> [Available data]:
○ ○ ○ ○

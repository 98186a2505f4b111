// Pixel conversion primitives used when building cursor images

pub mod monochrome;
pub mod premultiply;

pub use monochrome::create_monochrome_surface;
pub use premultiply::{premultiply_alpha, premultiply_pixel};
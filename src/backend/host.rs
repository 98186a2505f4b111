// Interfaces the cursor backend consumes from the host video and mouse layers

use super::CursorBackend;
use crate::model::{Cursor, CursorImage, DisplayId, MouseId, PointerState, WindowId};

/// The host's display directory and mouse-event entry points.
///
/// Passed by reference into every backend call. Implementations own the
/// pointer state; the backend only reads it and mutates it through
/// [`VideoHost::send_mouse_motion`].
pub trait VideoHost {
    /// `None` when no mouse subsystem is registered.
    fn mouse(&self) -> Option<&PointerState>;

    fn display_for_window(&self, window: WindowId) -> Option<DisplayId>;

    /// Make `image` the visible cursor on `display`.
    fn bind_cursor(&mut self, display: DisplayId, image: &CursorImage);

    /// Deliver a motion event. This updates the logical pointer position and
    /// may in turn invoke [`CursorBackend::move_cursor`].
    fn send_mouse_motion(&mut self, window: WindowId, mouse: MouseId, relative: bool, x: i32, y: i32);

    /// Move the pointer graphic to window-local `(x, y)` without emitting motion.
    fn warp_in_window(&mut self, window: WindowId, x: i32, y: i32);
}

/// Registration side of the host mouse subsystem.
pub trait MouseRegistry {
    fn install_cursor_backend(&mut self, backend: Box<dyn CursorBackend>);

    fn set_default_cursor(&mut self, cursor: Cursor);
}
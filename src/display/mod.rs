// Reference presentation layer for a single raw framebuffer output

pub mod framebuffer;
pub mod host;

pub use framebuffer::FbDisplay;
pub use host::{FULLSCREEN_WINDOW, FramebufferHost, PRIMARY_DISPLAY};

○ ○ ○ ○

> [Requirement]:
From the records above, print exactly the lines that run from the line with "without emitting motion." to the line with "pub mod framebuffer;", inclusive.

> [Result]:
    /// Move the pointer graphic to window-local `(x, y)` without emitting motion.
    fn warp_in_window(&mut self, window: WindowId, x: i32, y: i32);
}

/// Registration side of the host mouse subsystem.
pub trait MouseRegistry {
    fn install_cursor_backend(&mut self, backend: Box<dyn CursorBackend>);

    fn set_default_cursor(&mut self, cursor: Cursor);
}
filename src/display/mod.rs
// Reference presentation layer for a single raw framebuffer output

pub mod framebuffer;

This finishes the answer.